Reputation: 902
I'm currently trying to figure out how to correctly close a file descriptor when it points to a remote file and the connection is lost.
I have a simple example program which opens a file descriptor on a sshfs mount folder and start to write to the file.
I'm not able to find how to handle the case when the connection is lost.
void *write_thread(void* arg);
int main()
{
pthread_t thread;
int fd = -1;
if(-1 == (fd = open("/mnt/testfile.txt", O_CREAT | O_RDWR | O_NONBLOCK, S_IRWXU)))
{
fprintf(stderr, "Error oppening file : %m\n");
return EXIT_FAILURE;
}
else
{
if(0 > pthread_create(&thread, NULL, write_thread, &fd))
{
fprintf(stderr, "Error launching thread : %m\n");
return EXIT_FAILURE;
}
fprintf(stdout, "Waiting 10 seconds before closing\n");
sleep(10);
if(0 > close(fd))
{
fprintf(stderr, "Error closing file descriptor: %m\n");
}
}
}
void *write_thread(void* arg)
{
int fd = *(int*)arg;
int ret;
while(1)
{
fprintf(stdout, "Write to file\n", fd);
if(0 > ( ret = write(fd, "Test\n", 5)))
{
fprintf(stderr, "Error writing to file : %m\n");
if(errno == EBADF)
{
if(-1 == close(fd))
{
fprintf(stderr, "Close failed : %m\n");
}
return NULL;
}
}
else if(0 == ret)
{
fprintf(stderr, "Nothing happened\n");
}
else
{
fprintf(stderr, "%d bytes written\n", ret);
}
sleep(1);
}
}
When the connection is lost (i.e. I unplug the ethernet cable between my boards), The close
in the main thread always blocks whether I use the flag O_NONBLOCK or not.

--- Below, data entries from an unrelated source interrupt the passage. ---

//! db-query - A small facade over SQL databases.
//!
//! Runs select, update, batch and count statements against PostgreSQL or
//! SQLite and returns results as an in-memory table with column metadata,
//! or maps rows onto `serde` records.
//!
//! ```no_run
//! use db_query::{params, DataSourceConfig, DbQuery};
//!
//! # async fn demo() -> db_query::Result<()> {
//! let config = DataSourceConfig::from_url("sqlite::memory:")?;
//! let dbq = DbQuery::connect(&config).await?;
//! dbq.update("CREATE TABLE t (id INTEGER, name TEXT)").await?;
//! dbq.update_with("INSERT INTO t VALUES (?, ?)", &params![1, "one"]).await?;
//! let result = dbq.select("SELECT * FROM t").await?;
//! assert_eq!(result.get(0, "name")?.as_str(), Some("one"));
//! # Ok(())
//! # }
//! ```

pub mod config;
pub mod db;
pub mod entity;
pub mod error;
pub mod logging;
pub mod query;

pub use config::{Config, DataSourceConfig};
pub use db::{
    ColumnIndex, ColumnInfo, DatabaseBackend, DatabaseClient, QueryResult, Row, Statement, Value,
    ValueKind,
};
pub use error::{DbError, Result};
pub use query::DbQuery;
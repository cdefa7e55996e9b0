//! Statement execution for db-query.
//!
//! This module holds the facade callers use instead of talking to a
//! `DatabaseClient` directly.

pub mod executor;

pub use executor::DbQuery;
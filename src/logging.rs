//! Logging configuration for db-query.
//!
//! Logs go to stderr by default so they never mix with result output on
//! stdout, or to a file when one is requested.

use std::fs::{self, File};
use std::path::{Path, PathBuf};
use tracing_subscriber::EnvFilter;

fn env_filter() -> EnvFilter {
    EnvFilter::try_from_default_env().unwrap_or_else(|_| EnvFilter::new("info"))
}

/// Initializes logging to the file at `path`.
///
/// The file is truncated on each run. If it cannot be created a warning is
/// printed and logging stays disabled.
pub fn init_file_logging(path: &Path) {
    if let Some(parent) = path.parent().filter(|p| !p.as_os_str().is_empty()) {
        if let Err(e) = fs::create_dir_all(parent) {
            eprintln!("Warning: Could not create log directory: {e}");
            return;
        }
    }

    let log_file = match File::create(path) {
        Ok(f) => f,
        Err(e) => {
            eprintln!("Warning: Could not create log file: {e}");
            return;
        }
    };

    tracing_subscriber::fmt()
        .with_env_filter(env_filter())
        .with_writer(log_file)
        .with_ansi(false)
        .init();
}

/// Initializes logging to stderr.
pub fn init_stderr_logging() {
    tracing_subscriber::fmt()
        .with_env_filter(env_filter())
        .with_writer(std::io::stderr)
        .init();
}

/// Returns the default log file path.
///
/// Uses the XDG state directory on Linux (`~/.local/state/db-query/db-query.log`),
/// or falls back to the config directory on other platforms.
pub fn get_log_path() -> PathBuf {
    if let Some(state_dir) = dirs::state_dir() {
        return state_dir.join("db-query").join("db-query.log");
    }

    if let Some(config_dir) = dirs::config_dir() {
        return config_dir.join("db-query").join("db-query.log");
    }

    std::env::temp_dir().join("db-query.log")
}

The write call sometimes immediately fails with EBADF error or sometimes continues for a long time before failing.
My problem is that the write call doesn't always fail when the connection is lost so I can't trigger the event into the thread and I also can't trigger it from the main thread because close
blocks forever.
So my question is : How to correctly handle this case in C ?
Upvotes: 1
Views: 2442
Reputation: 902
After some diggin around I found that the SSH mount could be configured to drop the connection and disconnect from server if nothing happens.
Setting ServerAliveInterval X on client side to disconnect if the server is unresponsive after X sec.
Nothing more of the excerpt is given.